Closed johananl closed 3 years ago
Status update:
I'm following the instructions here.
Update Kubernetes controller manager's --root-ca-file to include both old and new CA and restart controller manager.
Doing this ^ step doesn't work. kube-controller-manager errors out complaining about finding two certificates instead of one.
I've tried the same with a file which contains just the new certificate. This makes kube-controller-manager stop trusting responses from the API server because kube-controller-manager doesn't trust the API server's CA. Updating the CA cert on the API server breaks kubectl
.
Perhaps see https://github.com/kubernetes/website/issues/23323 ?
Status update:
I've made some progress. Looks like we have the following covered:
Following the above the kubelets no longer trust the API server (which makes sense since they don't yet know about the new CA) so things like kubectl logs
or kubectl exec
aren't working. I'm on it right now.
Things left to do:
lokoctl
isn't reverting any of the TLS-related changes.Ordering seems to matter a lot in the cert rotation process and there are certain times where the user needs to wait for things to converge, which makes scripting the whole thing a bit trickier.
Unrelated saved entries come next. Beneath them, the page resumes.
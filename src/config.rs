//! Configuration loader and validator for the admin client.
use reqwest::Url;
use serde::{Deserialize, Serialize};
use std::fs;
use std::path::Path;
use thiserror::Error;

/// Environment variable that overrides `api.base_url`.
pub const BASE_URL_ENV: &str = "ECO_API_BASE_URL";

#[derive(Debug, Error)]
pub enum ConfigError {
    #[error("I/O error: {0}")]
    Io(#[from] std::io::Error),
    #[error("YAML parse error: {0}")]
    Parse(#[from] serde_yaml::Error),
    #[error("Invalid configuration: {0}")]
    Invalid(&'static str),
}

/// Root configuration struct mirroring the YAML schema exactly.
#[derive(Debug, Clone, Serialize, Deserialize, PartialEq, Eq)]
pub struct Config {
    pub app: App,
    pub api: Api,
    pub media: Media,
    pub session: Session,
}

/// App-level settings.
#[derive(Debug, Clone, Serialize, Deserialize, PartialEq, Eq)]
pub struct App {
    pub data_dir: String,
    pub request_timeout_secs: u64,
}

/// Backend REST API settings.
#[derive(Debug, Clone, Serialize, Deserialize, PartialEq, Eq)]
pub struct Api {
    pub base_url: String,
}

/// Third-party media host settings.
#[derive(Debug, Clone, Serialize, Deserialize, PartialEq, Eq)]
pub struct Media {
    pub base_url: String,
}

/// Session credential settings.
#[derive(Debug, Clone, Serialize, Deserialize, PartialEq, Eq)]
pub struct Session {
    /// Lifetime assigned to a stored token; 0 keeps it until logout.
    pub ttl_hours: u64,
}

impl App {
    /// Expand a leading `~/` in `data_dir`.
    pub fn resolved_data_dir(&self) -> String {
        match self.data_dir.strip_prefix("~/") {
            Some(rest) => match std::env::var("HOME") {
                Ok(home) => format!("{}/{}", home.trim_end_matches('/'), rest),
                Err(_) => self.data_dir.clone(),
            },
            None => self.data_dir.clone(),
        }
    }
}

impl Config {
    /// Ensure required directories exist (creates `app.data_dir` if missing).
    pub fn ensure_dirs(&self) -> Result<(), std::io::Error> {
        if self.app.data_dir.trim().is_empty() {
            return Ok(());
        }
        fs::create_dir_all(self.app.resolved_data_dir())
    }

    /// Backend base URL, honouring `ECO_API_BASE_URL` when set.
    pub fn api_base_url(&self) -> Result<Url, ConfigError> {
        let raw = std::env::var(BASE_URL_ENV)
            .ok()
            .filter(|v| !v.trim().is_empty())
            .unwrap_or_else(|| self.api.base_url.clone());
        parse_base(&raw).ok_or(ConfigError::Invalid("api.base_url must be an absolute http(s) URL"))
    }

    pub fn media_base_url(&self) -> Result<Url, ConfigError> {
        parse_base(&self.media.base_url)
            .ok_or(ConfigError::Invalid("media.base_url must be an absolute http(s) URL"))
    }

    /// SQLite URL for the session slot, honouring `DATABASE_URL` when set.
    pub fn database_url(&self) -> String {
        std::env::var("DATABASE_URL")
            .unwrap_or_else(|_| format!("sqlite://{}/admin.db", self.app.resolved_data_dir()))
    }
}

/// Parse a base URL and make sure it ends with `/` so that `Url::join`
/// appends instead of replacing the last path segment.
fn parse_base(raw: &str) -> Option<Url> {
    let trimmed = raw.trim();
    let with_slash = if trimmed.ends_with('/') {
        trimmed.to_string()
    } else {
        format!("{}/", trimmed)
    };
    let url = Url::parse(&with_slash).ok()?;
    matches!(url.scheme(), "http" | "https").then_some(url)
}

/// Load configuration from a YAML file and validate it.
/// - If `path` is None, uses `config.yaml` in the current working directory.
pub fn load(path: Option<&Path>) -> Result<Config, ConfigError> {
    let path = path.unwrap_or_else(|| Path::new("config.yaml"));
    let content = fs::read_to_string(path)?;
    let cfg: Config = serde_yaml::from_str(&content)?;
    validate(&cfg)?;
    Ok(cfg)
}

/// Validate a configuration instance.
fn validate(cfg: &Config) -> Result<(), ConfigError> {
    if cfg.app.data_dir.trim().is_empty() {
        return Err(ConfigError::Invalid("app.data_dir must be non-empty"));
    }
    if cfg.app.request_timeout_secs == 0 {
        return Err(ConfigError::Invalid("app.request_timeout_secs must be > 0"));
    }
    if cfg.api.base_url.trim().is_empty() {
        return Err(ConfigError::Invalid("api.base_url must be non-empty"));
    }
    if parse_base(&cfg.api.base_url).is_none() {
        return Err(ConfigError::Invalid("api.base_url must be an absolute http(s) URL"));
    }
    if parse_base(&cfg.media.base_url).is_none() {
        return Err(ConfigError::Invalid("media.base_url must be an absolute http(s) URL"));
    }
    Ok(())
}

/// Example YAML written by `ecoholiday-admin init`.
pub fn example() -> &'static str {
    r#"app:
  data_dir: "./data"
  request_timeout_secs: 30

api:
  base_url: "http://localhost:3000/api"

media:
  base_url: "https://api.cloudinary.com"

session:
  ttl_hours: 24
"#
}

#[cfg(test)]
mod tests {
    use super::*;
    use tempfile::tempdir;

    #[test]
    fn parse_example_ok() {
        let cfg: Config = serde_yaml::from_str(example()).unwrap();
        validate(&cfg).unwrap();
        assert_eq!(cfg.session.ttl_hours, 24);
    }

    #[test]
    fn invalid_base_url() {
        let mut cfg: Config = serde_yaml::from_str(example()).unwrap();
        cfg.api.base_url = "".into();
        let err = validate(&cfg).unwrap_err();
        match err { ConfigError::Invalid(msg) => assert!(msg.contains("api.base_url")), _ => panic!("wrong error") }

        let mut cfg: Config = serde_yaml::from_str(example()).unwrap();
        cfg.api.base_url = "ftp://example.com".into();
        assert!(matches!(validate(&cfg), Err(ConfigError::Invalid(_))));

        let mut cfg: Config = serde_yaml::from_str(example()).unwrap();
        cfg.media.base_url = "not a url".into();
        let err = validate(&cfg).unwrap_err();
        match err { ConfigError::Invalid(msg) => assert!(msg.contains("media.base_url")), _ => panic!("wrong error") }
    }

    #[test]
    fn invalid_app_settings() {
        let mut cfg: Config = serde_yaml::from_str(example()).unwrap();
        cfg.app.data_dir = "  ".into();
        assert!(matches!(validate(&cfg), Err(ConfigError::Invalid(_))));

        let mut cfg: Config = serde_yaml::from_str(example()).unwrap();
        cfg.app.request_timeout_secs = 0;
        let err = validate(&cfg).unwrap_err();
        match err { ConfigError::Invalid(msg) => assert!(msg.contains("request_timeout_secs")), _ => panic!("wrong error") }
    }

    #[test]
    fn base_url_gets_trailing_slash() {
        let url = parse_base("http://localhost:3000/api").unwrap();
        assert_eq!(url.as_str(), "http://localhost:3000/api/");
        assert_eq!(url.join("bookings").unwrap().path(), "/api/bookings");
    }

    #[test]
    fn ensure_dirs_creates_data_dir() {
        let td = tempdir().unwrap();
        let data_path = td.path().join("data");
        let mut cfg: Config = serde_yaml::from_str(example()).unwrap();
        cfg.app.data_dir = data_path.to_string_lossy().to_string();
        cfg.ensure_dirs().unwrap();
        assert!(data_path.exists());
    }

    #[test]
    fn load_from_file_ok() {
        let td = tempdir().unwrap();
        let p = td.path().join("config.yaml");
        fs::write(&p, example()).unwrap();
        let cfg = load(Some(&p)).unwrap();
        assert_eq!(cfg.media.base_url, "https://api.cloudinary.com");
    }
}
The guide has proved to be very unreliable and not 100% applicable to our use case (because we have a self-hosted control plane). In addition, some code snippets in the guide are broken at the syntax level, which makes me suspect the author hasn't actually tried following the guide...
I've updated the previous comment with the latest status. I'll try to make as much progress as I can on this until the next sprint and then we'll see what work is left to do.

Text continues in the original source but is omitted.